[Description of the task] Please give the count of lines below with the string "chrM" in them, and no other words.

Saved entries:
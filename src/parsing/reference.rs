//! Random access to reference bases by contig and half-open range.
//!
//! Two backends implement [`ReferenceAccessor`]:
//!
//! - [`IndexedFasta`]: queries an uncompressed FASTA through its `.fai` index
//! - [`InMemoryReference`]: loads every sequence (plain or gzip FASTA) up front
//!
//! [`open_reference`] picks the indexed backend whenever `<fasta>.fai` exists.
//! Both are read-only and may be shared across threads.

use std::collections::HashMap;
use std::fs::File;
use std::io::{BufRead, BufReader};
use std::path::{Path, PathBuf};
use std::sync::Mutex;

use noodles::core::{Position, Region};
use noodles::fasta;
use thiserror::Error;
use tracing::debug;

use crate::parsing::{open_text, ParseError};
use crate::utils::validation::is_gzipped;

#[derive(Error, Debug)]
pub enum ReferenceError {
    #[error("IO error: {0}")]
    Io(#[from] std::io::Error),

    #[error("noodles error: {0}")]
    Noodles(String),

    #[error("Contig '{0}' not found in reference")]
    UnknownContig(String),

    #[error("Range {start}-{end} is outside contig '{contig}' (length {length})")]
    OutOfBounds {
        contig: String,
        start: u64,
        end: u64,
        length: u64,
    },

    #[error("Reference '{0}' contains no sequences")]
    Empty(PathBuf),

    #[error("Reference reader lock poisoned")]
    Poisoned,
}

/// Read-only lookup of reference bases
pub trait ReferenceAccessor: Send + Sync {
    /// Length of a contig, if present
    fn contig_length(&self, contig: &str) -> Option<u64>;

    /// Fetch bases in the 0-based half-open range `[start, end)`, upper case
    ///
    /// # Errors
    ///
    /// Returns `ReferenceError::UnknownContig` for a missing contig, or
    /// `ReferenceError::OutOfBounds` if the range does not fit the contig.
    fn fetch(&self, contig: &str, start: u64, end: u64) -> Result<String, ReferenceError>;

    /// Map a normalized chromosome (`1`, `X`, `M`) to the contig name used by
    /// this reference, trying the UCSC `chr` form first
    fn resolve_contig(&self, chromosome: &str) -> Option<String> {
        let candidates = match chromosome {
            "M" => vec!["chrM".to_string(), "chrMT".to_string(), "MT".to_string(), "M".to_string()],
            _ => vec![format!("chr{chromosome}"), chromosome.to_string()],
        };
        candidates
            .into_iter()
            .find(|name| self.contig_length(name).is_some())
    }
}

fn check_range(contig: &str, start: u64, end: u64, length: u64) -> Result<(), ReferenceError> {
    if start > end || end > length {
        return Err(ReferenceError::OutOfBounds {
            contig: contig.to_string(),
            start,
            end,
            length,
        });
    }
    Ok(())
}

/// Reference held fully in memory
#[derive(Debug, Default)]
pub struct InMemoryReference {
    sequences: HashMap<String, Vec<u8>>,
}

impl InMemoryReference {
    /// Build from (name, sequence) pairs
    pub fn from_sequences<N, S>(sequences: impl IntoIterator<Item = (N, S)>) -> Self
    where
        N: Into<String>,
        S: AsRef<[u8]>,
    {
        let sequences = sequences
            .into_iter()
            .map(|(name, seq)| (name.into(), seq.as_ref().to_ascii_uppercase()))
            .collect();
        Self { sequences }
    }

    /// Load a FASTA file (plain or gzip)
    ///
    /// # Errors
    ///
    /// Returns `ReferenceError::Io` if the file cannot be read, or
    /// `ReferenceError::Noodles` if a record fails to parse.
    pub fn from_path(path: &Path) -> Result<Self, ReferenceError> {
        let reader = open_text(path).map_err(|e| match e {
            ParseError::Io(e) => ReferenceError::Io(e),
            other => ReferenceError::Noodles(other.to_string()),
        })?;
        Self::from_reader(reader)
    }

    /// Load from a buffered FASTA stream
    ///
    /// # Errors
    ///
    /// Returns `ReferenceError::Noodles` if a record fails to parse.
    pub fn from_reader<R: BufRead>(reader: R) -> Result<Self, ReferenceError> {
        let mut fasta_reader = fasta::io::Reader::new(reader);
        let mut sequences = HashMap::new();

        for result in fasta_reader.records() {
            let record = result
                .map_err(|e| ReferenceError::Noodles(format!("Failed to parse FASTA record: {e}")))?;
            let name = String::from_utf8_lossy(record.name()).to_string();
            let sequence = record.sequence().as_ref().to_ascii_uppercase();
            sequences.insert(name, sequence);
        }

        Ok(Self { sequences })
    }

    #[must_use]
    pub fn len(&self) -> usize {
        self.sequences.len()
    }

    #[must_use]
    pub fn is_empty(&self) -> bool {
        self.sequences.is_empty()
    }
}

impl ReferenceAccessor for InMemoryReference {
    fn contig_length(&self, contig: &str) -> Option<u64> {
        self.sequences.get(contig).map(|seq| seq.len() as u64)
    }

    fn fetch(&self, contig: &str, start: u64, end: u64) -> Result<String, ReferenceError> {
        let sequence = self
            .sequences
            .get(contig)
            .ok_or_else(|| ReferenceError::UnknownContig(contig.to_string()))?;
        check_range(contig, start, end, sequence.len() as u64)?;

        #[allow(clippy::cast_possible_truncation)] // bounded by the sequence length
        let bases = &sequence[start as usize..end as usize];
        Ok(String::from_utf8_lossy(bases).to_string())
    }
}

/// FASTA accessed through its `.fai` index
pub struct IndexedFasta {
    reader: Mutex<fasta::io::IndexedReader<BufReader<File>>>,
    lengths: HashMap<String, u64>,
}

impl IndexedFasta {
    /// Open a FASTA and its index
    ///
    /// # Errors
    ///
    /// Returns `ReferenceError::Io` if either file cannot be opened, or
    /// `ReferenceError::Noodles` if the index fails to parse.
    pub fn open(fasta_path: &Path, index_path: &Path) -> Result<Self, ReferenceError> {
        let reader = File::open(index_path).map(BufReader::new)?;
        let index = fasta::fai::io::Reader::new(reader)
            .read_index()
            .map_err(|e| ReferenceError::Noodles(format!("Failed to parse FAI file: {e}")))?;

        let mut lengths = HashMap::new();
        for record in index.as_ref() {
            let name = String::from_utf8_lossy(record.name()).to_string();
            if record.line_bases() == 0 && record.length() > 0 {
                return Err(ReferenceError::Noodles(format!(
                    "Invalid FAI entry for '{name}': zero bases per line"
                )));
            }
            lengths.insert(name, record.length());
        }

        let file = File::open(fasta_path).map(BufReader::new)?;
        let reader = fasta::io::indexed_reader::Builder::default()
            .set_index(index)
            .build_from_reader(file)?;
        Ok(Self {
            reader: Mutex::new(reader),
            lengths,
        })
    }
}

impl ReferenceAccessor for IndexedFasta {
    fn contig_length(&self, contig: &str) -> Option<u64> {
        self.lengths.get(contig).copied()
    }

    fn fetch(&self, contig: &str, start: u64, end: u64) -> Result<String, ReferenceError> {
        let length = self
            .contig_length(contig)
            .ok_or_else(|| ReferenceError::UnknownContig(contig.to_string()))?;
        check_range(contig, start, end, length)?;
        if start == end {
            return Ok(String::new());
        }

        // noodles regions are 1-based and inclusive
        let position = |n: u64| {
            usize::try_from(n)
                .ok()
                .and_then(|n| Position::try_from(n).ok())
                .ok_or(ReferenceError::OutOfBounds {
                    contig: contig.to_string(),
                    start,
                    end,
                    length,
                })
        };
        let region = Region::new(contig, position(start + 1)?..=position(end)?);

        let record = {
            let mut reader = self.reader.lock().map_err(|_| ReferenceError::Poisoned)?;
            reader.query(&region)?
        };
        let bases = record.sequence().as_ref().to_ascii_uppercase();
        Ok(String::from_utf8_lossy(&bases).to_string())
    }
}

/// Path of the conventional `.fai` index next to a FASTA
#[must_use]
pub fn index_path(fasta_path: &Path) -> PathBuf {
    let mut path = fasta_path.as_os_str().to_owned();
    path.push(".fai");
    PathBuf::from(path)
}

/// Open a reference, seeking through `<fasta>.fai` when present
///
/// # Errors
///
/// Returns an error if the FASTA (or its index) cannot be read or parsed.
pub fn open_reference(path: &Path) -> Result<Box<dyn ReferenceAccessor>, ReferenceError> {
    let fai = index_path(path);
    if fai.exists() && !is_gzipped(path) {
        debug!(index = %fai.display(), "Using indexed reference access");
        return Ok(Box::new(IndexedFasta::open(path, &fai)?));
    }

    debug!(fasta = %path.display(), "No usable index, loading reference into memory");
    let reference = InMemoryReference::from_path(path)?;
    if reference.is_empty() {
        return Err(ReferenceError::Empty(path.to_path_buf()));
    }
    debug!(contigs = reference.len(), "Loaded reference");
    Ok(Box::new(reference))
}

#[cfg(test)]
mod tests {
    use super::*;
    use std::io::{Cursor, Write};
    use tempfile::TempDir;

    const FASTA: &str = ">chr1 test\nACGTAcgtAC\nGTACGTACGT\nAAAA\n>chr2\nGGGGCCCC\n";
    const FAI: &str = "chr1\t24\t11\t10\t11\nchr2\t8\t44\t8\t9\n";

    fn write_indexed(dir: &TempDir) -> PathBuf {
        let fasta_path = dir.path().join("ref.fa");
        std::fs::File::create(&fasta_path)
            .unwrap()
            .write_all(FASTA.as_bytes())
            .unwrap();
        std::fs::File::create(index_path(&fasta_path))
            .unwrap()
            .write_all(FAI.as_bytes())
            .unwrap();
        fasta_path
    }

    #[test]
    fn test_in_memory_fetch() {
        let reference = InMemoryReference::from_reader(Cursor::new(FASTA)).unwrap();
        assert_eq!(reference.len(), 2);
        assert_eq!(reference.contig_length("chr1"), Some(24));
        assert_eq!(reference.fetch("chr1", 0, 4).unwrap(), "ACGT");
        assert_eq!(reference.fetch("chr1", 5, 12).unwrap(), "CGTACGT");
        assert_eq!(reference.fetch("chr1", 3, 3).unwrap(), "");
    }

    #[test]
    fn test_indexed_fetch_spans_lines() {
        let dir = TempDir::new().unwrap();
        let fasta_path = write_indexed(&dir);

        let reference = IndexedFasta::open(&fasta_path, &index_path(&fasta_path)).unwrap();
        assert_eq!(reference.contig_length("chr1"), Some(24));
        assert_eq!(reference.fetch("chr1", 0, 4).unwrap(), "ACGT");
        // Lower case input is upper-cased and the line break is skipped
        assert_eq!(reference.fetch("chr1", 5, 12).unwrap(), "CGTACGT");
        assert_eq!(reference.fetch("chr1", 20, 24).unwrap(), "AAAA");
        assert_eq!(reference.fetch("chr2", 3, 5).unwrap(), "GC");
    }

    #[test]
    fn test_backends_agree() {
        let dir = TempDir::new().unwrap();
        let fasta_path = write_indexed(&dir);

        let indexed = IndexedFasta::open(&fasta_path, &index_path(&fasta_path)).unwrap();
        let memory = InMemoryReference::from_path(&fasta_path).unwrap();
        for (start, end) in [(0, 24), (9, 11), (10, 21), (23, 24)] {
            assert_eq!(
                indexed.fetch("chr1", start, end).unwrap(),
                memory.fetch("chr1", start, end).unwrap()
            );
        }
    }

    #[test]
    fn test_fetch_errors() {
        let reference = InMemoryReference::from_sequences([("chr1", "ACGT")]);
        assert!(matches!(
            reference.fetch("chr9", 0, 1),
            Err(ReferenceError::UnknownContig(_))
        ));
        assert!(matches!(
            reference.fetch("chr1", 2, 5),
            Err(ReferenceError::OutOfBounds { length: 4, .. })
        ));
        assert!(matches!(
            reference.fetch("chr1", 3, 2),
            Err(ReferenceError::OutOfBounds { .. })
        ));
    }

    #[test]
    fn test_resolve_contig() {
        let ucsc = InMemoryReference::from_sequences([("chr1", "A"), ("chrM", "A")]);
        assert_eq!(ucsc.resolve_contig("1").as_deref(), Some("chr1"));
        assert_eq!(ucsc.resolve_contig("M").as_deref(), Some("chrM"));
        assert_eq!(ucsc.resolve_contig("2"), None);

        let ncbi = InMemoryReference::from_sequences([("1", "A"), ("MT", "A")]);
        assert_eq!(ncbi.resolve_contig("1").as_deref(), Some("1"));
        assert_eq!(ncbi.resolve_contig("M").as_deref(), Some("MT"));
    }

    #[test]
    fn test_open_reference_prefers_index() {
        let dir = TempDir::new().unwrap();
        let fasta_path = write_indexed(&dir);
        let reference = open_reference(&fasta_path).unwrap();
        assert_eq!(reference.fetch("chr2", 0, 8).unwrap(), "GGGGCCCC");

        std::fs::remove_file(index_path(&fasta_path)).unwrap();
        let reference = open_reference(&fasta_path).unwrap();
        assert_eq!(reference.fetch("chr2", 0, 8).unwrap(), "GGGGCCCC");
    }

    #[test]
    fn test_open_reference_rejects_empty_fasta() {
        let dir = TempDir::new().unwrap();
        let fasta_path = dir.path().join("empty.fa");
        std::fs::write(&fasta_path, "").unwrap();
        assert!(matches!(
            open_reference(&fasta_path),
            Err(ReferenceError::Empty(_))
        ));
    }
}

[Exercise output] 3